Italia-Irlanda, la rivoluzione di Prandelli

Il commissario tecnico azzurro conferma solo il modulo tattico, e non vuol sentire parlare di 'biscotto'.

di Alessandro Mannocchi 15 giugno 2012 15:04

Mancano 72 ore a Italia-Irlanda, partita decisiva per le sorti azzurre a Euro 2012. In conferenza stampa il commissario tecnico Cesare Prandelli annuncia una mezza rivoluzione.

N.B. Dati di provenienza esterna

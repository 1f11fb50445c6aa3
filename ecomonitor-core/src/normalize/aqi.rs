//! AQICN feed payload → [`AirQualityRecord`].

use std::collections::BTreeMap;

use serde_json::Value;

use super::{UNKNOWN, string_or};
use crate::error::{Error, Result};
use crate::model::{AirQualityRecord, AqiCategory, CityRef, Geo, ObservedTime, PollutantReading};

/// Map a raw AQICN feed payload into the canonical record.
///
/// A non-"ok" status or a missing numeric AQI is a structured error for the
/// caller to surface; nothing in here panics on malformed input.
pub fn normalize_aqi(payload: &Value) -> Result<AirQualityRecord> {
    let status = payload.get("status").and_then(Value::as_str).unwrap_or("");
    if status != "ok" {
        return Err(Error::ProviderStatus {
            raw_status: status.to_string(),
        });
    }

    let empty = Value::Object(Default::default());
    let data = payload.get("data").unwrap_or(&empty);

    // Without a usable AQI the consumer has nothing to render.
    let aqi = aqi_value(data).ok_or_else(|| {
        Error::MissingData("No AQI data available for this location".to_string())
    })?;
    let category = AqiCategory::from_aqi(aqi);

    Ok(AirQualityRecord {
        city: CityRef { name: city_name(data) },
        aqi,
        time: observed_time(data),
        dominant_pollutant: string_or(data, "dominentpol", UNKNOWN),
        iaqi: pollutant_readings(data),
        geo: geo(data),
        forecast: forecast(data),
        category,
        color: category.color().to_string(),
    })
}

/// AQICN reports "-" instead of a number when a station has no index.
fn aqi_value(data: &Value) -> Option<i64> {
    match data.get("aqi")? {
        Value::Number(aqi) => aqi.as_i64().or_else(|| aqi.as_f64().map(|v| v.round() as i64)),
        _ => None,
    }
}

/// City arrives either as a plain string or as an object carrying a `name`.
fn city_name(data: &Value) -> String {
    match data.get("city") {
        Some(Value::Object(city)) => city
            .get("name")
            .and_then(Value::as_str)
            .unwrap_or(UNKNOWN)
            .to_string(),
        Some(Value::String(city)) => city.clone(),
        _ => UNKNOWN.to_string(),
    }
}

/// Structured `{s, iso}` objects pass through; bare scalars are duplicated
/// into both subfields.
fn observed_time(data: &Value) -> ObservedTime {
    match data.get("time") {
        Some(Value::Object(time)) => ObservedTime {
            s: time.get("s").and_then(Value::as_str).unwrap_or("").to_string(),
            iso: time.get("iso").and_then(Value::as_str).unwrap_or("").to_string(),
        },
        Some(scalar) => {
            let raw = scalar_to_string(scalar);
            ObservedTime { s: raw.clone(), iso: raw }
        }
        None => ObservedTime {
            s: String::new(),
            iso: String::new(),
        },
    }
}

fn scalar_to_string(value: &Value) -> String {
    match value {
        Value::String(raw) => raw.clone(),
        other => other.to_string(),
    }
}

/// Geo arrives as a `[lat, lng]` pair; anything shorter or non-numeric is dropped.
fn geo(data: &Value) -> Option<Geo> {
    let pair = data.get("geo")?.as_array()?;
    if pair.len() < 2 {
        return None;
    }
    Some(Geo {
        lat: pair[0].as_f64()?,
        lng: pair[1].as_f64()?,
    })
}

/// Per-pollutant values arrive either bare or wrapped in `{v: ...}`; both
/// normalize to the object shape. Unusable entries are skipped.
fn pollutant_readings(data: &Value) -> BTreeMap<String, PollutantReading> {
    let mut readings = BTreeMap::new();
    let Some(iaqi) = data.get("iaqi").and_then(Value::as_object) else {
        return readings;
    };

    for (pollutant, value) in iaqi {
        let reading = match value {
            Value::Object(wrapped) => wrapped.get("v").and_then(Value::as_f64).map(|v| {
                PollutantReading {
                    v,
                    unit: wrapped.get("unit").and_then(Value::as_str).map(str::to_string),
                }
            }),
            Value::Number(bare) => bare.as_f64().map(|v| PollutantReading { v, unit: None }),
            _ => None,
        };
        if let Some(reading) = reading {
            readings.insert(pollutant.clone(), reading);
        }
    }

    readings
}

fn forecast(data: &Value) -> Option<Value> {
    data.get("forecast").filter(|f| f.is_object()).cloned()
}

#[cfg(test)]
mod tests {
    use super::*;
    use serde_json::json;

    fn ok_payload(data: Value) -> Value {
        json!({ "status": "ok", "data": data })
    }

    #[test]
    fn non_ok_status_is_a_structured_error() {
        let err = normalize_aqi(&json!({ "status": "nug", "data": {} })).unwrap_err();
        match err {
            Error::ProviderStatus { raw_status } => assert_eq!(raw_status, "nug"),
            other => panic!("unexpected error: {other:?}"),
        }
    }

    #[test]
    fn missing_aqi_is_a_structured_error() {
        let err = normalize_aqi(&ok_payload(json!({ "city": "Beijing" }))).unwrap_err();
        assert!(matches!(err, Error::MissingData(_)));
    }

    #[test]
    fn non_numeric_aqi_is_a_structured_error() {
        let err = normalize_aqi(&ok_payload(json!({ "aqi": "-" }))).unwrap_err();
        assert!(matches!(err, Error::MissingData(_)));
    }

    #[test]
    fn city_as_object_uses_its_name() {
        let record = normalize_aqi(&ok_payload(json!({
            "aqi": 42,
            "city": { "name": "Beijing" }
        })))
        .unwrap();
        assert_eq!(record.city.name, "Beijing");
    }

    #[test]
    fn city_as_plain_string_passes_through() {
        let record = normalize_aqi(&ok_payload(json!({ "aqi": 42, "city": "Shanghai" }))).unwrap();
        assert_eq!(record.city.name, "Shanghai");
    }

    #[test]
    fn missing_or_ambiguous_city_defaults_to_unknown() {
        let record = normalize_aqi(&ok_payload(json!({ "aqi": 42 }))).unwrap();
        assert_eq!(record.city.name, "Unknown");

        let record = normalize_aqi(&ok_payload(json!({ "aqi": 42, "city": 7 }))).unwrap();
        assert_eq!(record.city.name, "Unknown");
    }

    #[test]
    fn structured_time_keeps_both_fields() {
        let record = normalize_aqi(&ok_payload(json!({
            "aqi": 42,
            "time": { "s": "2024-05-01 12:00:00", "iso": "2024-05-01T12:00:00+08:00" }
        })))
        .unwrap();
        assert_eq!(record.time.s, "2024-05-01 12:00:00");
        assert_eq!(record.time.iso, "2024-05-01T12:00:00+08:00");
    }

    #[test]
    fn scalar_time_is_duplicated_into_both_fields() {
        let record =
            normalize_aqi(&ok_payload(json!({ "aqi": 42, "time": "yesterday" }))).unwrap();
        assert_eq!(record.time.s, "yesterday");
        assert_eq!(record.time.iso, "yesterday");

        let record = normalize_aqi(&ok_payload(json!({ "aqi": 42, "time": 1714500000 }))).unwrap();
        assert_eq!(record.time.s, "1714500000");
        assert_eq!(record.time.iso, "1714500000");
    }

    #[test]
    fn bare_and_wrapped_pollutant_values_both_normalize() {
        let record = normalize_aqi(&ok_payload(json!({
            "aqi": 42,
            "iaqi": {
                "pm25": { "v": 12.5 },
                "o3": 31,
                "junk": "n/a"
            }
        })))
        .unwrap();

        assert_eq!(record.iaqi["pm25"].v, 12.5);
        assert_eq!(record.iaqi["o3"].v, 31.0);
        assert!(!record.iaqi.contains_key("junk"));
    }

    #[test]
    fn geo_pair_is_extracted_and_short_pairs_dropped() {
        let record = normalize_aqi(&ok_payload(json!({
            "aqi": 42,
            "geo": [39.9, 116.4]
        })))
        .unwrap();
        assert_eq!(record.geo, Some(Geo { lat: 39.9, lng: 116.4 }));

        let record = normalize_aqi(&ok_payload(json!({ "aqi": 42, "geo": [39.9] }))).unwrap();
        assert_eq!(record.geo, None);
    }

    #[test]
    fn forecast_passes_through_opaquely() {
        let forecast = json!({ "daily": { "pm25": [{ "avg": 70 }] } });
        let record = normalize_aqi(&ok_payload(json!({
            "aqi": 42,
            "forecast": forecast.clone()
        })))
        .unwrap();
        assert_eq!(record.forecast, Some(forecast));
    }

    #[test]
    fn category_and_color_follow_the_breakpoints() {
        let record = normalize_aqi(&ok_payload(json!({ "aqi": 50 }))).unwrap();
        assert_eq!(record.category, AqiCategory::Good);
        assert_eq!(record.color, "#00e400");

        let record = normalize_aqi(&ok_payload(json!({ "aqi": 51 }))).unwrap();
        assert_eq!(record.category, AqiCategory::Moderate);
        assert_eq!(record.color, "#ffff00");

        let record = normalize_aqi(&ok_payload(json!({ "aqi": 301 }))).unwrap();
        assert_eq!(record.category, AqiCategory::Hazardous);
        assert_eq!(record.color, "#7e0023");
    }

    #[test]
    fn full_record_serializes_to_the_wire_shape() {
        let record = normalize_aqi(&ok_payload(json!({
            "aqi": 152,
            "city": { "name": "Delhi" },
            "dominentpol": "pm25",
            "time": { "s": "s", "iso": "iso" },
            "iaqi": { "pm25": 152 }
        })))
        .unwrap();

        let rendered = serde_json::to_value(&record).unwrap();
        assert_eq!(
            rendered,
            json!({
                "city": { "name": "Delhi" },
                "aqi": 152,
                "time": { "s": "s", "iso": "iso" },
                "dominantPollutant": "pm25",
                "iaqi": { "pm25": { "v": 152.0 } },
                "category": "Unhealthy",
                "color": "#ff0000"
            })
        );
    }
}
//! Extension point for opaque "special type" collaborator objects.
//!
//! The interpreter core knows nothing about files, sockets, timers or any
//! other outside-world resource; a host embeds that behavior by
//! implementing [`SpecialTypeDispatcher`] and registering it under a type
//! tag via [`SpecialTypeRegistry::register`]. `InitSpecialType` creates an
//! [`crate::object::Object`] carrying that tag (`Object::new_special`);
//! `LoadField`/`StoreField`/`CallMethod` on such an object forward to the
//! dispatcher instead of touching `fields` directly.

use crate::fault::Fault;
use crate::value::Value;
use std::collections::HashMap;

/// Host-implemented behavior for one special type tag.
///
/// All three hooks receive the tag so a single dispatcher may back more
/// than one type name.
pub trait SpecialTypeDispatcher {
    fn call_method(&mut self, tag: &str, method: &str, args: &[Value]) -> Result<Value, Fault>;

    fn get_property(&mut self, tag: &str, name: &str) -> Result<Value, Fault>;

    fn set_property(&mut self, tag: &str, name: &str, value: Value) -> Result<(), Fault>;
}

/// Per-VM table of registered special types, keyed by tag name
/// (case-insensitive, matching class name lookup elsewhere).
#[derive(Default)]
pub struct SpecialTypeRegistry {
    dispatchers: HashMap<String, Box<dyn SpecialTypeDispatcher>>,
}

impl SpecialTypeRegistry {
    pub fn new() -> Self {
        Self::default()
    }

    pub fn register(&mut self, tag: impl Into<String>, dispatcher: Box<dyn SpecialTypeDispatcher>) {
        self.dispatchers.insert(tag.into().to_ascii_lowercase(), dispatcher);
    }

    pub fn is_registered(&self, tag: &str) -> bool {
        self.dispatchers.contains_key(&tag.to_ascii_lowercase())
    }

    pub fn get_mut(&mut self, tag: &str) -> Option<&mut Box<dyn SpecialTypeDispatcher>> {
        self.dispatchers.get_mut(&tag.to_ascii_lowercase())
    }
}

#[cfg(test)]
mod tests {
    use super::*;

    struct EchoDispatcher;

    impl SpecialTypeDispatcher for EchoDispatcher {
        fn call_method(&mut self, _tag: &str, method: &str, _args: &[Value]) -> Result<Value, Fault> {
            Ok(Value::string(method))
        }
        fn get_property(&mut self, _tag: &str, name: &str) -> Result<Value, Fault> {
            Ok(Value::string(name))
        }
        fn set_property(&mut self, _tag: &str, _name: &str, _value: Value) -> Result<(), Fault> {
            Ok(())
        }
    }

    #[test]
    fn dispatch_routes_by_registered_tag() {
        let mut registry = SpecialTypeRegistry::new();
        registry.register("Arquivo", Box::new(EchoDispatcher));
        assert!(registry.is_registered("arquivo"));
        let dispatcher = registry.get_mut("ARQUIVO").unwrap();
        let result = dispatcher.call_method("arquivo", "ler", &[]).unwrap();
        assert_eq!(result.as_string(), "ler");
    }

    #[test]
    fn unregistered_tag_returns_none() {
        let mut registry = SpecialTypeRegistry::new();
        assert!(registry.get_mut("nada").is_none());
    }
}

“Aspetto i test fisici, ma in linea di massima contro l’Irlanda farò 3 o 4 cambi. Ma non penso di cambiare modulo, i giocatori ci credono e penso che un allenatore non debba andare contro la sicurezza della squadra, ma di sicuro dobbiamo migliorare certe situazioni di gioco, come le scalate sugli esterni”. Esordisce così l’ex tecnico della Fiorentina a chi gli chiede se varierà formazione in vista della sfida contro l’Irlanda. Prandelli poi sottolinea l’importanza del match di lunedì prossimo.  “La terza partita condiziona le scelte, serve una squadra fresca, pimpante e che non deve sbagliare nulla. Aspettiamo prima di decidere. Le scelte saranno supportate da un riscontro scientifico, perchè tutti i giocatori mi dicono che stanno bene, ma vedremo chi ha bisogno di rifiatare”.

Il ct azzurro parla anche della prestazione di Mario Balotelli. “Per 15′ del secondo tempo, mi sono sgolato con Balotelli: o tieni palla o dai profondità. Gli voglio bene e gli devo dire la verità. Ha grandi potenzialità, deve crescere: serve cattiveria e attenzione. Questo è il cambio che deve fare”. A chi gli fa notare che l’attacco fatica a trovare la via della rete, Prandelli risponde in maniera categorica: “Gli attaccanti che abbiamo portato sono i migliori per come vogliamo giocare noi”.

Sull’ipotesi ‘biscotto’ l’allenatore italiano ha le idee chiare. “Noi dobbiamo crederci fino in fondo e non lavorare sulla cultura sospetto, non sarà facile, ma dobbiamo battere l’Irlanda pensando che la Spagna vincerà contro la Croazia. L’ho detto alla squadra, pensiamo esclusivamente a vincere contro l’Irlanda. Non dobbiamo cercarci scuse”. Inoltre Prandelli ha fiducia nella Spagna. “Dobbiamo pensare positivo, negli ultimi 10 anni la Spagna ha fatto grandi cose. Io faccio fatica a parlare di questa cosa, la Spagna è diversa da tutte le altre squadre, punta sul gioco e non vedo perché non dovrebbe farlo contro la Croazia”.